Segment Open

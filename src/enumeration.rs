use std::sync::Arc;

use async_trait::async_trait;
use serde_json::json;
use tracing::{event, Level};

use crate::storage::{FillOutcome, RepositoryEnumerator, TagEnumerator, TagLookupError};
use crate::{page_filter, ErrorCode, PageRequest, RegistryError, ResultWindow};

/// Shared handle to a repository enumerator,
///
pub type Repositories = Arc<dyn RepositoryEnumerator + Send + Sync + 'static>;

/// Shared handle to a tag enumerator,
///
pub type Tags = Arc<dyn TagEnumerator + Send + Sync + 'static>;

/// Trait for a collection of keys that can be listed one window at a time,
///
/// Implementations return keys in ascending order w/o duplicates, starting strictly after the page cursor,
///
#[async_trait]
pub trait Enumeration {
    /// Returns the window of keys described by `page`,
    ///
    async fn window(&self, page: &PageRequest) -> Result<ResultWindow, RegistryError>;
}

/// Enumerates repositories by letting storage fill a buffer w/ up to a page of names,
///
/// The buffer grows w/ the names storage actually returns, so a large page size does not allocate up front,
///
pub struct RepositoryWindow {
    store: Repositories,
}

impl RepositoryWindow {
    /// Returns a new repository window over storage,
    ///
    pub fn new(store: Repositories) -> Self {
        Self { store }
    }
}

#[async_trait]
impl Enumeration for RepositoryWindow {
    async fn window(&self, page: &PageRequest) -> Result<ResultWindow, RegistryError> {
        if page.n == 0 {
            return Ok(ResultWindow::default());
        }

        let mut buffer = vec![];
        let outcome = self.store.fill(&mut buffer, page.n, &page.last).await;
        buffer.truncate(page.n);
        let filled = buffer.len();

        let truncated = match outcome {
            FillOutcome::More if filled == page.n => true,
            FillOutcome::More => {
                event!(
                    Level::WARN,
                    "Storage reported more repositories w/ a partial fill, {filled}/{}",
                    page.n
                );
                false
            }
            FillOutcome::End => false,
            FillOutcome::PathNotFound => {
                event!(Level::DEBUG, "Repositories root not found, treating as empty");
                false
            }
            FillOutcome::Failure(err) => {
                event!(Level::ERROR, "Could not enumerate repositories, {err}");
                return Err(ErrorCode::Unknown.with_detail(err.to_string()));
            }
        };

        Ok(ResultWindow {
            items: buffer,
            truncated,
        })
    }
}

/// Enumerates the tags of one repository by fetching every tag, then filtering in-process,
///
pub struct TagWindow {
    store: Tags,
    repository: String,
}

impl TagWindow {
    /// Returns a new tag window over a repository,
    ///
    pub fn new(store: Tags, repository: impl Into<String>) -> Self {
        Self {
            store,
            repository: repository.into(),
        }
    }

    /// Returns every tag of the repository in ascending order,
    ///
    /// Storage does not have to return tags in order, so they are sorted and de-duplicated here,
    ///
    pub async fn all(&self) -> Result<Vec<String>, RegistryError> {
        let mut tags = self
            .store
            .all_tags(&self.repository)
            .await
            .map_err(|err| self.classify(err))?;

        tags.sort();
        tags.dedup();
        Ok(tags)
    }

    /// Converts a tag lookup error into the registry error returned to the client,
    ///
    fn classify(&self, err: TagLookupError) -> RegistryError {
        match err {
            TagLookupError::RepositoryUnknown(_) => {
                event!(Level::DEBUG, "Repository not found, {}", self.repository);
                ErrorCode::NameUnknown.with_detail(json!({ "name": self.repository }))
            }
            TagLookupError::Registry(err) => err,
            TagLookupError::Other(err) => {
                event!(Level::ERROR, "Could not list tags for {}, {err}", self.repository);
                ErrorCode::Unknown.with_detail(err.to_string())
            }
        }
    }
}

#[async_trait]
impl Enumeration for TagWindow {
    async fn window(&self, page: &PageRequest) -> Result<ResultWindow, RegistryError> {
        let tags = self.all().await?;
        Ok(page_filter(&tags, &page.last, page.n))
    }
}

Segment Closed

What you should do => Copy only this part of the entries above: the line with "a new repository", the line with "let filled = buffer.len();", and the lines between, all exactly as written.

Answer box =>
    /// Returns a new repository window over storage,
    ///
    pub fn new(store: Repositories) -> Self {
        Self { store }
    }
}

#[async_trait]
impl Enumeration for RepositoryWindow {
    async fn window(&self, page: &PageRequest) -> Result<ResultWindow, RegistryError> {
        if page.n == 0 {
            return Ok(ResultWindow::default());
        }

        let mut buffer = vec![];
        let outcome = self.store.fill(&mut buffer, page.n, &page.last).await;
        buffer.truncate(page.n);
        let filled = buffer.len();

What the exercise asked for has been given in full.